(Information begins)

use super::{Download, HttpTransport, RemoteMeta};
use crate::{Error, Result};
use reqwest::Url;
use std::collections::HashMap;
use std::io::Write;
use std::sync::Mutex;
use std::time::SystemTime;

/// One recorded request against [`FakeTransport`].
#[derive(Debug, Clone, PartialEq, Eq)]
pub enum FakeCall {
    Get(String),
    Head(String),
    Download(String),
}

#[derive(Debug, Clone)]
struct FakeRoute {
    status: u16,
    body: Vec<u8>,
    last_modified: Option<SystemTime>,
    /// Bytes written before the body "breaks" mid-transfer.
    break_after: Option<usize>,
}

/// Scripted HTTP transport used by tests. Routes are keyed by URL without the
/// query string; unknown URLs behave like a refused connection.
#[derive(Debug, Default)]
pub struct FakeTransport {
    routes: Mutex<HashMap<String, FakeRoute>>,
    head_fails: Mutex<bool>,
    calls: Mutex<Vec<FakeCall>>,
}

impl FakeTransport {
    pub fn new() -> Self {
        Self::default()
    }

    pub fn route(&self, url: &str, status: u16, body: Vec<u8>) {
        self.insert(
            url,
            FakeRoute {
                status,
                body,
                last_modified: None,
                break_after: None,
            },
        );
    }

    pub fn route_file(&self, url: &str, body: Vec<u8>, last_modified: Option<SystemTime>) {
        self.insert(
            url,
            FakeRoute {
                status: 200,
                body,
                last_modified,
                break_after: None,
            },
        );
    }

    /// Route whose body fails after `after` bytes have been delivered.
    pub fn route_broken_file(&self, url: &str, body: Vec<u8>, after: usize) {
        self.insert(
            url,
            FakeRoute {
                status: 200,
                body,
                last_modified: None,
                break_after: Some(after),
            },
        );
    }

    pub fn set_head_fails(&self, fails: bool) {
        if let Ok(mut flag) = self.head_fails.lock() {
            *flag = fails;
        }
    }

    pub fn calls(&self) -> Vec<FakeCall> {
        self.calls.lock().map(|c| c.clone()).unwrap_or_default()
    }

    pub fn download_count(&self) -> usize {
        self.calls()
            .iter()
            .filter(|c| matches!(c, FakeCall::Download(_)))
            .count()
    }

    pub fn head_count(&self) -> usize {
        self.calls()
            .iter()
            .filter(|c| matches!(c, FakeCall::Head(_)))
            .count()
    }

    pub fn clear_calls(&self) {
        if let Ok(mut calls) = self.calls.lock() {
            calls.clear();
        }
    }

    fn insert(&self, url: &str, route: FakeRoute) {
        if let Ok(mut routes) = self.routes.lock() {
            routes.insert(route_key_str(url), route);
        }
    }

    fn record(&self, call: FakeCall) {
        if let Ok(mut calls) = self.calls.lock() {
            calls.push(call);
        }
    }

    fn lookup(&self, url: &Url) -> Result<FakeRoute> {
        let route = self
            .routes
            .lock()
            .ok()
            .and_then(|routes| routes.get(&route_key(url)).cloned());
        let route = route.ok_or_else(|| {
            Error::Io(std::io::Error::new(
                std::io::ErrorKind::ConnectionRefused,
                format!("no route for {url}"),
            ))
        })?;
        if !(200..300).contains(&route.status) {
            return Err(Error::HttpStatus(route.status));
        }
        Ok(route)
    }
}

impl HttpTransport for FakeTransport {
    fn get_bytes(&self, url: &Url) -> Result<Vec<u8>> {
        self.record(FakeCall::Get(url.to_string()));
        Ok(self.lookup(url)?.body)
    }

    fn head(&self, url: &Url) -> Result<RemoteMeta> {
        self.record(FakeCall::Head(url.to_string()));
        if self.head_fails.lock().map(|f| *f).unwrap_or(false) {
            return Err(Error::Io(std::io::Error::new(
                std::io::ErrorKind::TimedOut,
                "scripted HEAD timeout",
            )));
        }
        let route = self.lookup(url)?;
        Ok(RemoteMeta {
            content_length: Some(route.body.len() as u64),
            last_modified: route.last_modified,
        })
    }

    fn download(&self, url: &Url, sink: &mut dyn Write) -> Result<Download> {
        self.record(FakeCall::Download(url.to_string()));
        let route = self.lookup(url)?;
        if let Some(after) = route.break_after {
            let cut = after.min(route.body.len());
            sink.write_all(&route.body[..cut])?;
            return Err(Error::Io(std::io::Error::new(
                std::io::ErrorKind::ConnectionReset,
                "scripted broken body",
            )));
        }
        let mut reader = route.body.as_slice();
        let bytes = super::copy_chunked(&mut reader, sink)?;
        Ok(Download {
            bytes,
            last_modified: route.last_modified,
        })
    }
}

fn route_key(url: &Url) -> String {
    let mut key = url.clone();
    key.set_query(None);
    key.to_string()
}

fn route_key_str(url: &str) -> String {
    Url::parse(url)
        .map(|u| route_key(&u))
        .unwrap_or_else(|_| url.to_string())
}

(Information ends)

## Brief
Would you please reproduce the records above exactly, only from their first line through the line holding "Bytes written before", with both ends included?

## Exercise response
use super::{Download, HttpTransport, RemoteMeta};
use crate::{Error, Result};
use reqwest::Url;
use std::collections::HashMap;
use std::io::Write;
use std::sync::Mutex;
use std::time::SystemTime;

/// One recorded request against [`FakeTransport`].
#[derive(Debug, Clone, PartialEq, Eq)]
pub enum FakeCall {
    Get(String),
    Head(String),
    Download(String),
}

#[derive(Debug, Clone)]
struct FakeRoute {
    status: u16,
    body: Vec<u8>,
    last_modified: Option<SystemTime>,
    /// Bytes written before the body "breaks" mid-transfer.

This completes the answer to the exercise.